Der Bund stellt für alle fünf Abschlüsse eigene Begriffsbestimmungen zur Verfügung, die nach einer Punkttabelle gegliedert sind. Mit den Punkten, die sich ihrerseits aus den Untersuchungskriterien ergeben, ist dann die Integration in die Pflegestufen und damit der Erhalt von Dienstleistungen möglich. In der Pflegestufe 1 werden Personen klassifiziert, die im Testverfahren aufgrund einer leichten Einschränkung der Selbstständigkeit einen Wert zwischen 12,5 und unter 27 haben.

Die Pflegestufe 2 beinhaltet Personen mit einer beträchtlichen Einschränkung der Selbstständigkeit und einem Score zwischen 27 und unter 47,5. Die Pflegestufe 3 deckt alle Patienten ab, die im Testverfahren einen Score von 47,5 bis unter 70 erzielen und damit eine schwerwiegende Einschränkung der Selbstständigkeit haben. Die Pflegestufe 4 wird als " stärkste " Behinderung der Selbstständigkeit angesehen und liegt auf der Größenordnung zwischen 70 und 90 Zählern.

Die Betreuungsstufe 5 ist die oberste Stufe. Auch die Selbstständigkeit ist stark beeinträchtigt und spezielle Pflegebedürfnisse des Pflegedienstes werden vonnöten. Wenn man diese mit den bisher bekannten Versorgungsstufen abgleicht, enthält die erste Stufe z.B. eine derzeit nicht vorhandene Versorgungsstufe.
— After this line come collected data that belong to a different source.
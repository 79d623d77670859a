//! Single-slot queue feeding the remote writer task.
//!
//! The writer only ever needs the latest desired contents, so the queue holds
//! at most one pending write. Enqueuing while a write is pending replaces it.

use std::sync::atomic::{AtomicU64, Ordering};
use std::sync::Mutex;
use tokio::sync::{watch, Notify};
use tote_engine::EntityList;

/// Desired remote contents after a mutation.
#[derive(Debug, Clone)]
pub struct PendingWrite {
    /// Session generation the write belongs to
    pub generation: u64,
    pub entities: EntityList,
}

#[derive(Debug)]
pub struct WriteQueue {
    slot: Mutex<Option<(u64, PendingWrite)>>,
    notify: Notify,
    enqueued: AtomicU64,
    completed: watch::Sender<u64>,
}

impl Default for WriteQueue {
    fn default() -> Self {
        Self::new()
    }
}

impl WriteQueue {
    pub fn new() -> Self {
        let (completed, _) = watch::channel(0);
        Self {
            slot: Mutex::new(None),
            notify: Notify::new(),
            enqueued: AtomicU64::new(0),
            completed,
        }
    }

    /// Queue `write`, replacing any write not yet taken by the writer.
    pub fn push(&self, write: PendingWrite) {
        let seq = self.enqueued.fetch_add(1, Ordering::SeqCst) + 1;
        let replaced = {
            let mut slot = self.slot.lock().unwrap_or_else(|e| e.into_inner());
            slot.replace((seq, write))
        };
        if let Some((old_seq, _)) = replaced {
            tracing::debug!(superseded = old_seq, by = seq, "Superseded queued remote write");
        }
        self.notify.notify_one();
    }

    /// Wait for the next write. Returns it with its sequence number.
    pub async fn next(&self) -> (u64, PendingWrite) {
        loop {
            if let Some(entry) = self.take() {
                return entry;
            }
            self.notify.notified().await;
        }
    }

    fn take(&self) -> Option<(u64, PendingWrite)> {
        self.slot.lock().unwrap_or_else(|e| e.into_inner()).take()
    }

    /// Mark every write up to `seq` as done.
    pub fn complete(&self, seq: u64) {
        self.completed.send_modify(|done| *done = (*done).max(seq));
    }

    /// Whether writes are queued or in flight.
    pub fn is_idle(&self) -> bool {
        *self.completed.borrow() >= self.enqueued.load(Ordering::SeqCst)
    }

    /// Wait until the writer has nothing queued or in flight.
    ///
    /// Writes queued by the writer itself while sending are waited for too.
    pub async fn flush(&self) {
        let mut done = self.completed.subscribe();
        while !self.is_idle() {
            let target = self.enqueued.load(Ordering::SeqCst);
            // The sender lives in `self`, so the channel cannot close here.
            let _ = done.wait_for(|done| *done >= target).await;
        }
    }
}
Pflege Stufe 3 mit Härte und e. A. wird nun als Pflege Stufe 5 bezeichne.

Dabei werden die Niveaus zwischen diesem Bereich in das Pendant zur entsprechenden Pflegestufe eingeteilt, wodurch Menschen mit begrenzter Alltagstauglichkeit einen Rang über den Menschen ohne begrenzte Alltagstauglichkeit liegen. Dadurch wird vermieden, dass diese Menschen im Rahmen der neuen Steuerreform schlechter als bisher bezahlt werden. Wurde ein Patient bereits 2016 integriert, ist keine neue Auswertung vonnöten.

Statt dessen wird die Pflegeebene auf die entsprechende Ebene umgestellt. Für anerkannte Patienten findet eine automatische Zuordnung statt. Demenzkranke Menschen bekommen eine automatische Erhöhung der Klassifizierung um zwei Jahre. Gab es bisher eine Versorgungsstufe 2, werden diese Personen nun der Versorgungsstufe 4 zugeordnet. Auch im Rahmen der Reformierung und der Umsetzung in eine Pflege wird künftig eine Bewertung nach dem NBA-Verfahren durchgeführt, die es den Prüferinnen und Prüfer ermöglicht, alle Facetten des Pflegebedarfs - etwa im Zusammenhang mit kognitiven, körperlichen oder psychischen Behinderungen - präzise zu dokumentieren.